**Information given:**

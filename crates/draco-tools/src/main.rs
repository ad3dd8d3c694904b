use std::process::ExitCode;

use clap::{Args, Parser, Subcommand, ValueEnum};
use draco_bridge::{decode_file, encode_file, BridgeModule, EncodeOptions};
use tracing::{error, info, level_filters::LevelFilter};
use tracing_subscriber::{layer::SubscriberExt, util::SubscriberInitExt, Layer};

#[derive(Copy, Clone, PartialEq, Eq, PartialOrd, Ord, Debug, ValueEnum)]
enum LogLevel {
    Trace = 0,
    Debug = 1,
    Info = 2,
    Warn = 3,
    Error = 4,
}

impl From<LogLevel> for LevelFilter {
    fn from(level: LogLevel) -> Self {
        match level {
            LogLevel::Trace => LevelFilter::TRACE,
            LogLevel::Debug => LevelFilter::DEBUG,
            LogLevel::Info => LevelFilter::INFO,
            LogLevel::Warn => LevelFilter::WARN,
            LogLevel::Error => LevelFilter::ERROR,
        }
    }
}

#[derive(Parser, Debug)]
#[command(name = "draco-bridge", author, version, about = "Encode meshes and point clouds to Draco and back")]
struct Cli {
    // Set the log level (possible values: error, warn, info, debug, trace)
    #[arg(short, long, global = true, default_value = "info")]
    log_level: LogLevel,
    #[command(subcommand)]
    command: Command,
}

#[derive(Subcommand, Debug)]
enum Command {
    /// Compress an OBJ, PLY or DRC file into a Draco file
    Encode(EncodeArgs),
    /// Decompress a Draco file into OBJ or PLY (picked from the output extension)
    Decode(DecodeArgs),
}

#[derive(Args, Debug)]
struct EncodeArgs {
    #[arg(short, long)]
    input: String,
    #[arg(short, long)]
    output: String,
    /// Load the input as a point cloud, ignoring faces
    #[arg(long)]
    point_cloud: bool,
    /// Quantization bits for positions
    #[arg(long = "qp", default_value_t = 11, allow_negative_numbers = true)]
    pos_bits: i32,
    /// Quantization bits for texture coordinates, negative to drop them
    #[arg(long = "qt", default_value_t = 10, allow_negative_numbers = true)]
    tex_coord_bits: i32,
    /// Quantization bits for normals, negative to drop them
    #[arg(long = "qn", default_value_t = 8, allow_negative_numbers = true)]
    normal_bits: i32,
    /// Quantization bits for generic attributes, negative to drop them
    #[arg(long = "qg", default_value_t = 8, allow_negative_numbers = true)]
    generic_bits: i32,
    /// Compression level, 0 (fastest) to 10 (smallest)
    #[arg(long = "cl", default_value_t = 7, allow_negative_numbers = true)]
    compression_level: i32,
    /// Keep points that become identical after dropping attributes
    #[arg(long)]
    no_dedup: bool,
}

impl EncodeArgs {
    fn options(&self) -> EncodeOptions {
        EncodeOptions {
            is_point_cloud: self.point_cloud,
            pos_quantization_bits: self.pos_bits,
            tex_coords_quantization_bits: self.tex_coord_bits,
            normals_quantization_bits: self.normal_bits,
            generic_quantization_bits: self.generic_bits,
            compression_level: self.compression_level,
            deduplicate_point_ids: !self.no_dedup,
            ..Default::default()
        }
    }
}

#[derive(Args, Debug)]
struct DecodeArgs {
    #[arg(short, long)]
    input: String,
    #[arg(short, long)]
    output: String,
}

fn run(command: &Command) -> bool {
    match command {
        Command::Encode(args) => match encode_file(&args.input, &args.output, &args.options()) {
            Ok(report) => {
                info!(
                    geometry = %report.geometry,
                    bytes = report.encoded_size,
                    speed = report.speed,
                    "encode finished"
                );
                true
            }
            Err(err) => {
                error!(kind = ?err.kind(), "{}", err);
                false
            }
        },
        Command::Decode(args) => match decode_file(&args.input, &args.output) {
            Ok(report) => {
                info!(
                    geometry = %report.geometry,
                    points = report.num_points,
                    faces = report.num_faces,
                    format = %report.format,
                    "decode finished"
                );
                true
            }
            Err(err) => {
                error!(kind = ?err.kind(), "{}", err);
                false
            }
        },
    }
}

fn main() -> ExitCode {
    let cli = Cli::parse();

    let fmt_layer = tracing_subscriber::fmt::layer()
        .compact()
        .with_target(false)
        .with_filter(LevelFilter::from(cli.log_level));
    tracing_subscriber::registry().with(fmt_layer).init();

    let mut module = BridgeModule::new();
    module.startup_module();
    let ok = run(&cli.command);
    module.shutdown_module();

    if ok {
        ExitCode::SUCCESS
    } else {
        ExitCode::FAILURE
    }
}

**Task:** Whenever a line of the material above contains the string "into", copy that line out.

**Solution to this exercise:**
    /// Compress an OBJ, PLY or DRC file into a Draco file
    /// Decompress a Draco file into OBJ or PLY (picked from the output extension)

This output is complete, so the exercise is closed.